Short-Range Charge Transfer in DNA Base Triplets: Real-Time Tracking of Coherent Fluctuation Electron Transfer.

机构信息

Institute of Atomic and Molecular Physics, Jilin University, Changchun 130012, China.

出版信息

Molecules. 2023 Sep 25;28(19):6802. doi: 10.3390/molecules28196802.

Abstract

The short-range charge transfer of DNA base triplets has wide application prospects in bioelectronic devices for identifying DNA bases and clinical diagnostics, and the key to its development is to understand the mechanisms of short-range electron dynamics. However, tracing how electrons are transferred during the short-range charge transfer of DNA base triplets remains a great challenge.

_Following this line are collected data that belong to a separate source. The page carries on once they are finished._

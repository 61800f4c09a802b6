//! Timed tasks.

use std::{fmt, future::Future, sync::Arc, time::Duration};

use chrono::{NaiveDateTime, TimeDelta, Weekday};
use gatebot_core::{BoxFuture, HandlerResult};

use crate::{Recurrence, ScheduleError};

/// Type-erased task callback. `C` is the context handed to every run.
pub type TaskFn<C> = Arc<dyn Fn(C) -> BoxFuture<HandlerResult> + Send + Sync>;

/// When a task first becomes due.
#[derive(Debug, Clone, Copy)]
pub enum Start {
    /// Relative to the moment the task is scheduled.
    After(TimeDelta),
    /// At an absolute wall-clock time.
    At(NaiveDateTime),
}

/// A named callback with a recurrence rule.
pub struct TimedTask<C> {
    name: String,
    callback: TaskFn<C>,
    recurrence: Recurrence,
    start: Start,
}

impl<C> fmt::Debug for TimedTask<C> {
    fn fmt(&self, f: &mut fmt::Formatter<'_>) -> fmt::Result {
        f.debug_struct("TimedTask")
            .field("name", &self.name)
            .field("recurrence", &self.recurrence)
            .field("start", &self.start)
            .finish_non_exhaustive()
    }
}

impl<C: Send + 'static> TimedTask<C> {
    /// Build a task from its parts.
    pub fn new<F, Fut>(name: impl Into<String>, recurrence: Recurrence, start: Start, f: F) -> Self
    where
        F: Fn(C) -> Fut + Send + Sync + 'static,
        Fut: Future<Output = HandlerResult> + Send + 'static,
    {
        Self {
            name: name.into(),
            callback: Arc::new(move |ctx| -> BoxFuture<HandlerResult> { Box::pin(f(ctx)) }),
            recurrence,
            start,
        }
    }

    /// Run once, `delay` after being scheduled.
    ///
    /// # Errors
    /// Returns error if `delay` is out of range.
    pub fn once<F, Fut>(name: impl Into<String>, delay: Duration, f: F) -> Result<Self, ScheduleError>
    where
        F: Fn(C) -> Fut + Send + Sync + 'static,
        Fut: Future<Output = HandlerResult> + Send + 'static,
    {
        Ok(Self::new(name, Recurrence::Once, Start::After(delta(delay)?), f))
    }

    /// Run once at an absolute wall-clock time.
    pub fn at<F, Fut>(name: impl Into<String>, when: NaiveDateTime, f: F) -> Self
    where
        F: Fn(C) -> Fut + Send + Sync + 'static,
        Fut: Future<Output = HandlerResult> + Send + 'static,
    {
        Self::new(name, Recurrence::Once, Start::At(when), f)
    }

    /// Run every `interval`, the first time `delay` after being scheduled.
    ///
    /// # Errors
    /// Returns error if `interval` is zero or either duration is out of range.
    pub fn every<F, Fut>(
        name: impl Into<String>,
        interval: Duration,
        delay: Duration,
        f: F,
    ) -> Result<Self, ScheduleError>
    where
        F: Fn(C) -> Fut + Send + Sync + 'static,
        Fut: Future<Output = HandlerResult> + Send + 'static,
    {
        Ok(Self::new(
            name,
            Recurrence::every(interval)?,
            Start::After(delta(delay)?),
            f,
        ))
    }

    /// Run every day at `hour:minute:second`.
    ///
    /// # Errors
    /// Returns error if the time does not exist.
    pub fn daily<F, Fut>(
        name: impl Into<String>,
        (hour, minute, second): (u32, u32, u32),
        f: F,
    ) -> Result<Self, ScheduleError>
    where
        F: Fn(C) -> Fut + Send + Sync + 'static,
        Fut: Future<Output = HandlerResult> + Send + 'static,
    {
        Ok(Self::new(
            name,
            Recurrence::daily(hour, minute, second)?,
            Start::After(TimeDelta::zero()),
            f,
        ))
    }

    /// Run every week on `weekday` at `hour:minute:second`.
    ///
    /// # Errors
    /// Returns error if the time does not exist.
    pub fn weekly<F, Fut>(
        name: impl Into<String>,
        weekday: Weekday,
        (hour, minute, second): (u32, u32, u32),
        f: F,
    ) -> Result<Self, ScheduleError>
    where
        F: Fn(C) -> Fut + Send + Sync + 'static,
        Fut: Future<Output = HandlerResult> + Send + 'static,
    {
        Ok(Self::new(
            name,
            Recurrence::weekly(weekday, hour, minute, second)?,
            Start::After(TimeDelta::zero()),
            f,
        ))
    }

    /// Run on every occurrence of a cron expression.
    ///
    /// # Errors
    /// Returns error if the expression does not parse.
    pub fn cron<F, Fut>(name: impl Into<String>, expr: &str, f: F) -> Result<Self, ScheduleError>
    where
        F: Fn(C) -> Fut + Send + Sync + 'static,
        Fut: Future<Output = HandlerResult> + Send + 'static,
    {
        Ok(Self::new(
            name,
            Recurrence::cron(expr)?,
            Start::After(TimeDelta::zero()),
            f,
        ))
    }
}

impl<C> TimedTask<C> {
    /// Task name, used in logs.
    #[must_use]
    pub fn name(&self) -> &str {
        &self.name
    }

    /// Recurrence rule.
    #[must_use]
    pub const fn recurrence(&self) -> &Recurrence {
        &self.recurrence
    }

    /// First fire time for a task scheduled at `now`.
    #[must_use]
    pub fn first_fire(&self, now: NaiveDateTime) -> Option<NaiveDateTime> {
        match self.start {
            Start::At(when) => Some(when),
            Start::After(delay) => self.recurrence.first_fire(now, delay),
        }
    }

    pub(crate) fn invoke(&self, ctx: C) -> BoxFuture<HandlerResult> {
        (self.callback)(ctx)
    }
}

fn delta(d: Duration) -> Result<TimeDelta, ScheduleError> {
    TimeDelta::from_std(d).map_err(|_| ScheduleError::InvalidInterval(d))
}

Here, by means of ab initio molecular dynamics and Ehrenfest dynamics, the nuclear-electron interaction in the thymine-adenine-thymine (TAT) charge transfer process is successfully simulated. The results show that the electron transfer of TAT has an oscillating phenomenon with a period of 10 fs. The charge density difference proves that the charge transfer proportion is as high as 59.817% at 50 fs. The peak position of the hydrogen bond fluctuates regularly between -0.040 and -0.056. The time-dependent Marcus-Levich-Jortner theory proves that the vibrational coupling between nucleus and electron induces coherent electron transfer in TAT. This work provides a real-time demonstration of the short-range coherent electron transfer of DNA base triplets and establishes a theoretical basis for the design and development of novel biological probe molecules.

摘要

DNA 三联体的短程电荷转移在用于识别 DNA 碱基和临床诊断的生物电子器件中有广泛的应用前景,其发展的关键是了解短程电子动力学的机制。然而,追踪 DNA 三联体的短程电荷转移过程中电子是如何转移的仍然是一个巨大的挑战。在这里,通过从头算分子动力学和 Ehrenfest 动力学,成功地模拟了胸腺嘧啶-腺嘌呤-胸腺嘧啶(TAT)电荷转移过程中的核-电子相互作用。结果表明,TAT 的电子转移具有 10 fs 的振荡现象。电荷密度差证明,在 50 fs 时,电荷转移比例高达 59.817%。氢键的峰值位置在-0.040 到-0.056 之间有规律地波动。含时 Marcus-Levich-Jortner 理论证明,原子核和电子之间的振动耦合诱导了 TAT 中的相干电子转移。这项工作为 DNA 三联体的短程相干电子转移提供了实时演示,并为新型生物探针分子的设计和开发奠定了理论基础。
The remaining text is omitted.